The film had screenings across the US in major markets on notable screens such as Los Angeles Laemmle Theaters, San Francisco Roxie Theater, Kansas City Nelson-Atkins Museum of Art, Detroit at Cinema Detroit, Philadelphia at Lightbox Cinema and Indianapolis at Kan Kan Cinema. The film has played 45 cities and 9 countries.

With a continued presence in New York City, the film screened 17 times at Roxy Cinema and played monthly at the New Plaza Cinema for 26 screenings. Other notable screens who programmed the film in New York City were Nighthawk Cinema in Prospect Park and Williamsburg and Syndicated Brooklyn in Bushwick. On July 27, 2024 the film will screen on the Lower East Side at the Village East by Angelika.

== Reception ==
===Critical Response===
 The website’s consensus reads, “”Make Me Famous” brings notoriety to its subject and his peers while delivering a gritty time capsule of New York City's art scene before it was gentrified.”

The Hollywood Reporter wrote "The first half of the project breathlessly divulges as much information about Brzezinski as possible, sketching his character through his makeshift community’s vision. There is a straightforward tone, an uncomplicated visual style, and a focus on the interviewees’ stories and ideas, which occasionally take one too many tangents. Suddenly it all changes, and Make Me Famous adopts a true-crime quality."

The Guardian called the film a "touching documentary revisits the grimy Manhattan of the 70s and 80s in search of long-lost painter Edward Brezinski."
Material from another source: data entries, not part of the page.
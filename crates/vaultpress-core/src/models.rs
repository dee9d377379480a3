//! Core data models shared across the pipeline.
//!
//! These types are designed to be:
//! - **Serializable**: report-facing types derive Serialize/Deserialize
//! - **Ordered**: edges compare lexicographically so sets iterate deterministically
//! - **Type-Safe**: enums replace magic strings

use serde::{Deserialize, Serialize};
use std::fmt;
use std::path::PathBuf;

/// URL namespace every generated page lives under.
pub const DOCS_PREFIX: &str = "/docs";

/// Terminal page that unresolvable links point at.
pub const NOT_FOUND_URL: &str = "/404";

/// Extension marking a page in the vault.
pub const MARKDOWN_EXTENSION: &str = "md";

/// How an entry of the vault is published
#[derive(Debug, Clone, Copy, PartialEq, Eq, Hash, Serialize, Deserialize)]
#[serde(rename_all = "lowercase")]
pub enum DocKind {
    /// Directory: becomes a section with an `_index.md`
    Section,
    /// Markdown file: transformed and registered as a graph node
    Page,
    /// Anything else: copied byte-for-byte
    Resource,
}

impl fmt::Display for DocKind {
    fn fmt(&self, f: &mut fmt::Formatter<'_>) -> fmt::Result {
        f.write_str(match self {
            Self::Section => "section",
            Self::Page => "page",
            Self::Resource => "resource",
        })
    }
}

/// Undirected link between two site URLs.
///
/// The endpoints are stored in lexicographic order so `a -> b` and `b -> a`
/// are the same edge.
#[derive(Debug, Clone, PartialEq, Eq, Hash, PartialOrd, Ord, Serialize, Deserialize)]
pub struct Edge {
    low: String,
    high: String,
}

impl Edge {
    /// Create an edge, ordering the endpoints.
    pub fn new(a: impl Into<String>, b: impl Into<String>) -> Self {
        let (a, b) = (a.into(), b.into());
        if a <= b {
            Self { low: a, high: b }
        } else {
            Self { low: b, high: a }
        }
    }

    /// Lexicographically smaller endpoint
    pub fn low(&self) -> &str {
        &self.low
    }

    /// Lexicographically larger endpoint
    pub fn high(&self) -> &str {
        &self.high
    }

    /// Edge from a page to itself
    pub fn is_loop(&self) -> bool {
        self.low == self.high
    }
}

impl fmt::Display for Edge {
    fn fmt(&self, f: &mut fmt::Formatter<'_>) -> fmt::Result {
        write!(f, "{} <-> {}", self.low, self.high)
    }
}

/// A link that was replaced with the not-found placeholder
#[derive(Debug, Clone, PartialEq, Eq, Serialize, Deserialize)]
pub struct BrokenLinkRecord {
    /// Vault-relative path of the document holding the link
    pub source_file: PathBuf,
    /// Target as written in the document
    pub target: String,
    /// 1-based line number in the document body
    pub line: usize,
    /// Why resolution failed
    pub reason: String,
}
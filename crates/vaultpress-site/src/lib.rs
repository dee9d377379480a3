//! # Site Builder
//!
//! Turns an exported vault into a Zola content tree.
//!
//! This crate provides:
//! - Classification of vault entries into sections, pages and resources
//! - Output path computation (slugs, `-nested` collision renames)
//! - Relative link resolution to `/docs/...` URLs
//! - Page and section frontmatter generation
//! - The single-pass build that writes everything and collects the graph
//!
//! ## Quick Start
//!
//! ```no_run
//! use vaultpress_site::prelude::*;
//!
//! fn main() -> Result<()> {
//!     let config = BuildConfig::builder("/path/to/vault", "/path/to/site").build()?;
//!     let settings = Settings::load(None)?;
//!
//!     let outcome = SiteBuilder::new(config, settings).build()?;
//!     println!("{} pages, {} broken links", outcome.pages, outcome.broken_links.len());
//!     Ok(())
//! }
//! ```
//!
//! ## Core Modules
//!
//! - [`doc_path`]: where each vault entry is written and under which URL
//! - [`resolver`]: relative targets to site URLs; failures become `/404`
//! - [`transform`]: page rewriting and frontmatter
//! - [`builder`]: the vault walk

pub mod builder;
pub mod doc_path;
pub mod resolver;
pub mod transform;

pub use builder::{BuildOutcome, SiteBuilder};
pub use doc_path::DocPath;
pub use resolver::{LinkResolver, resolve_link};
pub use transform::{
    DocumentTransformer, PAGE_TEMPLATE, PageFrontmatter, SECTION_TEMPLATE, SectionExtra,
    SectionFrontmatter, TransformedPage,
};

pub mod prelude {
    pub use crate::builder::{BuildOutcome, SiteBuilder};
    pub use crate::doc_path::DocPath;
    pub use crate::resolver::{LinkResolver, resolve_link};
    pub use crate::transform::{DocumentTransformer, TransformedPage};
    pub use vaultpress_core::prelude::*;
}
Artforum called the film a "brilliantly digressive structure for a feature-length movie...remarkably loving and deeply empathetic conjuring for which Vincent should be commended, the conceit of this picture, what has indeed sold it so successfully to audiences, is how its protagonist is ultimately a surrogate, a blank upon which we can project the full spectrum of desire and dread that circulates through creative ambition like the lifeblood of culture.”

===Box Office===

The opening weekend Box Office Gross was $5757 across 5 screenings. Domestically, the film earned $51,809 with an eventized theatrical model and in the UK earned $4572 on two screens.

The Numbers which tracks film box office revenue lists the film with milestones in all-time records for Limited Release Movies.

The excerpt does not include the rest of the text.